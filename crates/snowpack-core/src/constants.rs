//! Single source of truth for default tuning values.
//! Config structs read their defaults from here and the displacement
//! shader receives the same numbers through `SurfaceUniforms`.

/// Height of undisturbed snow.
pub const FULL_HEIGHT: f32 = 1.0;

/// Height of fully compacted ground.
pub const BARE_HEIGHT: f32 = 0.0;

/// Largest accepted grid side length (cells).
pub const MAX_RESOLUTION: u32 = 4096;

/// Default grid side length (cells).
pub const DEFAULT_RESOLUTION: u32 = 256;

/// Default physical extent of the arena (world units, X by Y).
pub const DEFAULT_WORLD_SIZE: [f32; 2] = [200.0, 200.0];

/// Displacement in world units applied by the shader at height 0.0.
pub const DEFAULT_MAX_DISPLACEMENT: f32 = 0.3;

/// Height regained per second by compressed cells (wind and fresh snowfall).
pub const DEFAULT_RECOVERY_RATE: f32 = 0.005;

/// Game seconds elapsed per simulated second.
pub const DEFAULT_TIME_SCALE: f32 = 60.0;

/// Hour of day a fresh simulation starts at.
pub const DEFAULT_START_HOUR: f32 = 9.0;

/// Hours in a day; time of day wraps here.
pub const HOURS_PER_DAY: f32 = 24.0;

/// Sunrise, solar noon and sunset (hours).
pub const SUNRISE_HOUR: f32 = 6.0;
pub const SOLAR_NOON_HOUR: f32 = 12.0;
pub const SUNSET_HOUR: f32 = 18.0;

/// Ambient temperature of a fresh simulation (deg C).
pub const DEFAULT_AMBIENT_TEMP_C: f32 = -5.0;

/// Extra temperature contributed by full sun (deg C).
pub const DEFAULT_SOLAR_HEATING_MAX_C: f32 = 5.0;

/// Effective temperature above which snow melts (deg C).
pub const DEFAULT_MELT_THRESHOLD_C: f32 = 0.0;

/// Effective temperature below which meltwater refreezes (deg C).
/// Must stay below the melt threshold.
pub const DEFAULT_REFREEZE_THRESHOLD_C: f32 = -2.0;

/// Height lost per second per degree above the melt threshold.
pub const DEFAULT_MELT_RATE_PER_DEGREE: f32 = 0.002;

/// Melt multiplier gained at full sun: factor = 1 + solar * multiplier.
pub const DEFAULT_SUN_MELT_MULTIPLIER: f32 = 1.0;

/// Wetness lost per second per degree below the refreeze threshold.
pub const DEFAULT_REFREEZE_RATE: f32 = 0.01;

/// Height lost per second while raining, independent of temperature.
pub const DEFAULT_RAIN_MELT_RATE: f32 = 0.01;

/// Wetness gained per unit of height melted by rain.
pub const RAIN_WETNESS_GAIN: f32 = 2.0;

/// Wetness at or above which a refreezing cell is an ice candidate.
pub const DEFAULT_ICE_WETNESS_THRESHOLD: f32 = 0.3;

/// Cells at or below this height are treated as bare and no longer melt.
pub const DEFAULT_HEIGHT_EPSILON: f32 = 1.0e-4;

/// Minimum distance (world units) a contact must travel to paint a track
/// segment instead of a single dimple.
pub const DEFAULT_MIN_MOVEMENT: f32 = 0.1;

/// Speed (world units per second) at which track strength saturates.
pub const DEFAULT_SPEED_NORMALIZATION: f32 = 20.0;

/// Contacts whose world Z is above this are airborne.
pub const DEFAULT_GROUND_CONTACT_HEIGHT: f32 = 0.5;

/// Actor weight at which the weight factor is 1.0 (kg).
pub const DEFAULT_REFERENCE_WEIGHT: f32 = 1500.0;

/// Bounds of the weight factor applied to contact strength.
pub const MIN_WEIGHT_FACTOR: f32 = 0.25;
pub const MAX_WEIGHT_FACTOR: f32 = 2.0;

/// Default wheel contact radius (world units).
pub const DEFAULT_CONTACT_RADIUS: f32 = 0.4;

/// Default contact strength before speed and weight scaling.
pub const DEFAULT_BASELINE_STRENGTH: f32 = 0.35;

/// Speed below which contacts throw no spray.
pub const DEFAULT_SPRAY_SPEED_THRESHOLD: f32 = 2.0;

/// Speed range over which spray ramps from 0 to full.
pub const DEFAULT_SPRAY_NORMALIZATION_RANGE: f32 = 15.0;

/// Grip multiplier on fully wet ice.
pub const DEFAULT_ICE_GRIP: f32 = 0.35;

/// Grip lost in deep loose snow (fraction).
pub const DEFAULT_LOOSE_SNOW_GRIP_LOSS: f32 = 0.25;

☆ ☆ ☆ ☆ ☆ ☆ ☆

What the task asks >>
Pull out every line of the records that includes the string "fresh".

Output below >>
/// Height regained per second by compressed cells (wind and fresh snowfall).
/// Hour of day a fresh simulation starts at.
/// Ambient temperature of a fresh simulation (deg C).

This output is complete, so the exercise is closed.